### WHAT YOU SHOULD DO
Nothing but the data itself, reproduced exactly, is the expected answer.
==== EXERCISE MATERIAL ====
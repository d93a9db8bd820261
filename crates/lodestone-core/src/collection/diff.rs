use crate::{
    collection::{
        contents::{Contents, RowEntry},
        snapshot::CollectionSnapshot,
    },
    error::InternalError,
    session::SessionContext,
    value::{EntityId, RowId, Value},
};
use std::collections::{BTreeMap, BTreeSet};

///
/// DeleteKey
///
/// Row-select handle for one row scheduled for deletion, in the currency the
/// collection shape can actually address rows by.
///

#[derive(Clone, Debug, PartialEq)]
pub enum DeleteKey {
    /// Positional index (sequences).
    Index(i64),
    /// Map key.
    MapKey(Value),
    /// Element value (sets, bags, and formula-indexed shapes).
    Element(Value),
    /// Surrogate row id (identifier bags).
    RowId(RowId),
}

/// Rows present in the snapshot but absent from the live container.
///
/// `index_is_formula` forces element-based row selection for indexed shapes
/// whose index column is computed rather than stored.
pub fn get_deletes(
    snapshot: &CollectionSnapshot,
    contents: &Contents,
    index_is_formula: bool,
) -> Result<Vec<DeleteKey>, InternalError> {
    let deletes = match (snapshot, contents) {
        (CollectionSnapshot::Sequence(sn), Contents::Sequence(cur)) => {
            let mut deletes = Vec::new();
            let mut push = |i: usize, element: &Value| {
                if index_is_formula {
                    deletes.push(DeleteKey::Element(element.clone()));
                } else {
                    deletes.push(DeleteKey::Index(i as i64));
                }
            };
            // trailing rows the live container no longer reaches
            for (i, slot) in sn.iter().enumerate().skip(cur.len()) {
                if let Some(element) = slot {
                    push(i, element);
                }
            }
            // nulled slots within the shared range
            let end = cur.len().min(sn.len());
            for i in 0..end {
                if cur[i].is_none()
                    && let Some(element) = &sn[i]
                {
                    push(i, element);
                }
            }
            deletes
        }
        (CollectionSnapshot::Map(sn), Contents::Map(cur)) => sn
            .iter()
            .filter(|(key, _)| !cur.contains_key(*key))
            .map(|(key, element)| {
                if index_is_formula {
                    DeleteKey::Element(element.clone())
                } else {
                    DeleteKey::MapKey(key.clone())
                }
            })
            .collect(),
        (CollectionSnapshot::Set(sn), Contents::Set(cur)) => sn
            .iter()
            .filter(|element| !cur.contains(*element))
            .map(|element| DeleteKey::Element(element.clone()))
            .collect(),
        (CollectionSnapshot::Bag(sn), Contents::Bag(cur)) => {
            // multiset difference: delete one row per excess occurrence
            let mut remaining = multiset(cur);
            let mut deletes = Vec::new();
            for element in sn {
                match remaining.get_mut(element) {
                    Some(count) if *count > 0 => *count -= 1,
                    _ => deletes.push(DeleteKey::Element(element.clone())),
                }
            }
            deletes
        }
        (CollectionSnapshot::IdentifierBag(sn), Contents::IdentifierBag(cur)) => {
            let live: BTreeSet<RowId> = cur.iter().filter_map(|(id, _)| *id).collect();
            sn.keys()
                .filter(|id| !live.contains(id))
                .map(|id| DeleteKey::RowId(*id))
                .collect()
        }
        _ => {
            return Err(InternalError::collection_invariant(
                "snapshot shape does not match live container",
            ));
        }
    };

    Ok(deletes)
}

/// Does this entry need a row insert?
#[must_use]
pub fn needs_inserting(snapshot: &CollectionSnapshot, contents: &Contents, entry: &RowEntry) -> bool {
    match (snapshot, contents) {
        (CollectionSnapshot::Sequence(sn), Contents::Sequence(_)) => {
            // present now, but out of range or a null slot in the snapshot
            entry.exists() && sn.get(entry.position).is_none_or(Option::is_none)
        }
        (CollectionSnapshot::Set(sn), _) => !sn.contains(&entry.element),
        (CollectionSnapshot::Map(sn), _) => entry
            .index
            .as_ref()
            .is_none_or(|key| !sn.contains_key(key)),
        (CollectionSnapshot::Bag(sn), Contents::Bag(cur)) => {
            // the entry is an insert when its occurrence ordinal exceeds the
            // snapshot's multiplicity for that value
            let ordinal = cur
                .iter()
                .take(entry.position + 1)
                .filter(|e| **e == entry.element)
                .count();
            let in_snapshot = sn.iter().filter(|e| **e == entry.element).count();
            ordinal > in_snapshot
        }
        // a fresh row either has no id yet or carries one assigned after the
        // snapshot was captured
        (CollectionSnapshot::IdentifierBag(sn), _) => entry
            .identifier
            .is_none_or(|id| !sn.contains_key(&id)),
        _ => false,
    }
}

/// Does this entry need a row update?
///
/// Only meaningful for shapes with a distinguishable row-select key; sets and
/// bags treat any element change as delete plus insert instead.
#[must_use]
pub fn needs_updating(snapshot: &CollectionSnapshot, entry: &RowEntry) -> bool {
    match snapshot {
        CollectionSnapshot::Sequence(sn) => {
            entry.exists()
                && sn
                    .get(entry.position)
                    .and_then(Option::as_ref)
                    .is_some_and(|loaded| entry.element.is_dirty(loaded))
        }
        CollectionSnapshot::Map(sn) => entry
            .index
            .as_ref()
            .and_then(|key| sn.get(key))
            .is_some_and(|loaded| entry.element.is_dirty(loaded)),
        CollectionSnapshot::IdentifierBag(sn) => entry
            .identifier
            .and_then(|id| sn.get(&id))
            .is_some_and(|loaded| entry.element.is_dirty(loaded)),
        CollectionSnapshot::Set(_) | CollectionSnapshot::Bag(_) => false,
    }
}

/// Elements removed from the live container relative to the snapshot that
/// must be deleted as entities under orphan-delete semantics.
///
/// Resolution is by persistent identifier, not object identity: the container
/// may have been reassigned a freshly deserialized instance whose elements
/// are equal-by-value but not identical. Transient elements are never
/// orphans, and neither are elements the session reports as re-added to a
/// different collection before flush.
#[must_use]
pub fn get_orphans(
    snapshot: &CollectionSnapshot,
    contents: &Contents,
    ctx: &dyn SessionContext,
    role: &str,
) -> Vec<Value> {
    let old_elements = snapshot.elements();
    let current_elements = contents.elements();

    // short-circuits
    if old_elements.is_empty() {
        return Vec::new();
    }
    if current_elements.is_empty() {
        return filter_referenced(old_elements, ctx, role);
    }

    let current_ids: BTreeSet<EntityId> = current_elements
        .iter()
        .filter_map(|element| ctx.entity_identifier(element))
        .collect();

    let orphans = old_elements
        .into_iter()
        .filter(|old| {
            ctx.entity_identifier(old)
                .is_some_and(|id| !current_ids.contains(&id))
        })
        .collect();

    filter_referenced(orphans, ctx, role)
}

fn filter_referenced(orphans: Vec<Value>, ctx: &dyn SessionContext, role: &str) -> Vec<Value> {
    orphans
        .into_iter()
        .filter(|orphan| {
            ctx.entity_identifier(orphan)
                .is_some_and(|id| !ctx.is_referenced_elsewhere(id, role))
        })
        .collect()
}

fn multiset(elements: &[Value]) -> BTreeMap<&Value, usize> {
    let mut counts = BTreeMap::new();
    for element in elements {
        *counts.entry(element).or_insert(0) += 1;
    }
    counts
}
====
### TASK SOLUTION
repository d93a9db8bd820261
filename crates/lodestone-core/src/collection/diff.rs
use crate::{
    collection::{
        contents::{Contents, RowEntry},
        snapshot::CollectionSnapshot,
    },
    error::InternalError,
    session::SessionContext,
    value::{EntityId, RowId, Value},
};
use std::collections::{BTreeMap, BTreeSet};

///
/// DeleteKey
///
/// Row-select handle for one row scheduled for deletion, in the currency the
/// collection shape can actually address rows by.
///

#[derive(Clone, Debug, PartialEq)]
pub enum DeleteKey {
    /// Positional index (sequences).
    Index(i64),
    /// Map key.
    MapKey(Value),
    /// Element value (sets, bags, and formula-indexed shapes).
    Element(Value),
    /// Surrogate row id (identifier bags).
    RowId(RowId),
}

/// Rows present in the snapshot but absent from the live container.
///
/// `index_is_formula` forces element-based row selection for indexed shapes
/// whose index column is computed rather than stored.
pub fn get_deletes(
    snapshot: &CollectionSnapshot,
    contents: &Contents,
    index_is_formula: bool,
) -> Result<Vec<DeleteKey>, InternalError> {
    let deletes = match (snapshot, contents) {
        (CollectionSnapshot::Sequence(sn), Contents::Sequence(cur)) => {
            let mut deletes = Vec::new();
            let mut push = |i: usize, element: &Value| {
                if index_is_formula {
                    deletes.push(DeleteKey::Element(element.clone()));
                } else {
                    deletes.push(DeleteKey::Index(i as i64));
                }
            };
            // trailing rows the live container no longer reaches
            for (i, slot) in sn.iter().enumerate().skip(cur.len()) {
                if let Some(element) = slot {
                    push(i, element);
                }
            }
            // nulled slots within the shared range
            let end = cur.len().min(sn.len());
            for i in 0..end {
                if cur[i].is_none()
                    && let Some(element) = &sn[i]
                {
                    push(i, element);
                }
            }
            deletes
        }
        (CollectionSnapshot::Map(sn), Contents::Map(cur)) => sn
            .iter()
            .filter(|(key, _)| !cur.contains_key(*key))
            .map(|(key, element)| {
                if index_is_formula {
                    DeleteKey::Element(element.clone())
                } else {
                    DeleteKey::MapKey(key.clone())
                }
            })
            .collect(),
        (CollectionSnapshot::Set(sn), Contents::Set(cur)) => sn
            .iter()
            .filter(|element| !cur.contains(*element))
            .map(|element| DeleteKey::Element(element.clone()))
            .collect(),
        (CollectionSnapshot::Bag(sn), Contents::Bag(cur)) => {
            // multiset difference: delete one row per excess occurrence
            let mut remaining = multiset(cur);
            let mut deletes = Vec::new();
            for element in sn {
                match remaining.get_mut(element) {
                    Some(count) if *count > 0 => *count -= 1,
                    _ => deletes.push(DeleteKey::Element(element.clone())),
                }
            }
            deletes
        }
        (CollectionSnapshot::IdentifierBag(sn), Contents::IdentifierBag(cur)) => {
            let live: BTreeSet<RowId> = cur.iter().filter_map(|(id, _)| *id).collect();
            sn.keys()
                .filter(|id| !live.contains(id))
                .map(|id| DeleteKey::RowId(*id))
                .collect()
        }
        _ => {
            return Err(InternalError::collection_invariant(
                "snapshot shape does not match live container",
            ));
        }
    };

    Ok(deletes)
}

/// Does this entry need a row insert?
#[must_use]
pub fn needs_inserting(snapshot: &CollectionSnapshot, contents: &Contents, entry: &RowEntry) -> bool {
    match (snapshot, contents) {
        (CollectionSnapshot::Sequence(sn), Contents::Sequence(_)) => {
            // present now, but out of range or a null slot in the snapshot
            entry.exists() && sn.get(entry.position).is_none_or(Option::is_none)
        }
        (CollectionSnapshot::Set(sn), _) => !sn.contains(&entry.element),
        (CollectionSnapshot::Map(sn), _) => entry
            .index
            .as_ref()
            .is_none_or(|key| !sn.contains_key(key)),
        (CollectionSnapshot::Bag(sn), Contents::Bag(cur)) => {
            // the entry is an insert when its occurrence ordinal exceeds the
            // snapshot's multiplicity for that value
            let ordinal = cur
                .iter()
                .take(entry.position + 1)
                .filter(|e| **e == entry.element)
                .count();
            let in_snapshot = sn.iter().filter(|e| **e == entry.element).count();
            ordinal > in_snapshot
        }
        // a fresh row either has no id yet or carries one assigned after the
        // snapshot was captured
        (CollectionSnapshot::IdentifierBag(sn), _) => entry
            .identifier
            .is_none_or(|id| !sn.contains_key(&id)),
        _ => false,
    }
}

/// Does this entry need a row update?
///
/// Only meaningful for shapes with a distinguishable row-select key; sets and
/// bags treat any element change as delete plus insert instead.
#[must_use]
pub fn needs_updating(snapshot: &CollectionSnapshot, entry: &RowEntry) -> bool {
    match snapshot {
        CollectionSnapshot::Sequence(sn) => {
            entry.exists()
                && sn
                    .get(entry.position)
                    .and_then(Option::as_ref)
                    .is_some_and(|loaded| entry.element.is_dirty(loaded))
        }
        CollectionSnapshot::Map(sn) => entry
            .index
            .as_ref()
            .and_then(|key| sn.get(key))
            .is_some_and(|loaded| entry.element.is_dirty(loaded)),
        CollectionSnapshot::IdentifierBag(sn) => entry
            .identifier
            .and_then(|id| sn.get(&id))
            .is_some_and(|loaded| entry.element.is_dirty(loaded)),
        CollectionSnapshot::Set(_) | CollectionSnapshot::Bag(_) => false,
    }
}

/// Elements removed from the live container relative to the snapshot that
/// must be deleted as entities under orphan-delete semantics.
///
/// Resolution is by persistent identifier, not object identity: the container
/// may have been reassigned a freshly deserialized instance whose elements
/// are equal-by-value but not identical. Transient elements are never
/// orphans, and neither are elements the session reports as re-added to a
/// different collection before flush.
#[must_use]
pub fn get_orphans(
    snapshot: &CollectionSnapshot,
    contents: &Contents,
    ctx: &dyn SessionContext,
    role: &str,
) -> Vec<Value> {
    let old_elements = snapshot.elements();
    let current_elements = contents.elements();

    // short-circuits
    if old_elements.is_empty() {
        return Vec::new();
    }
    if current_elements.is_empty() {
        return filter_referenced(old_elements, ctx, role);
    }

    let current_ids: BTreeSet<EntityId> = current_elements
        .iter()
        .filter_map(|element| ctx.entity_identifier(element))
        .collect();

    let orphans = old_elements
        .into_iter()
        .filter(|old| {
            ctx.entity_identifier(old)
                .is_some_and(|id| !current_ids.contains(&id))
        })
        .collect();

    filter_referenced(orphans, ctx, role)
}

fn filter_referenced(orphans: Vec<Value>, ctx: &dyn SessionContext, role: &str) -> Vec<Value> {
    orphans
        .into_iter()
        .filter(|orphan| {
            ctx.entity_identifier(orphan)
                .is_some_and(|id| !ctx.is_referenced_elsewhere(id, role))
        })
        .collect()
}

fn multiset(elements: &[Value]) -> BTreeMap<&Value, usize> {
    let mut counts = BTreeMap::new();
    for element in elements {
        *counts.entry(element).or_insert(0) += 1;
    }
    counts
}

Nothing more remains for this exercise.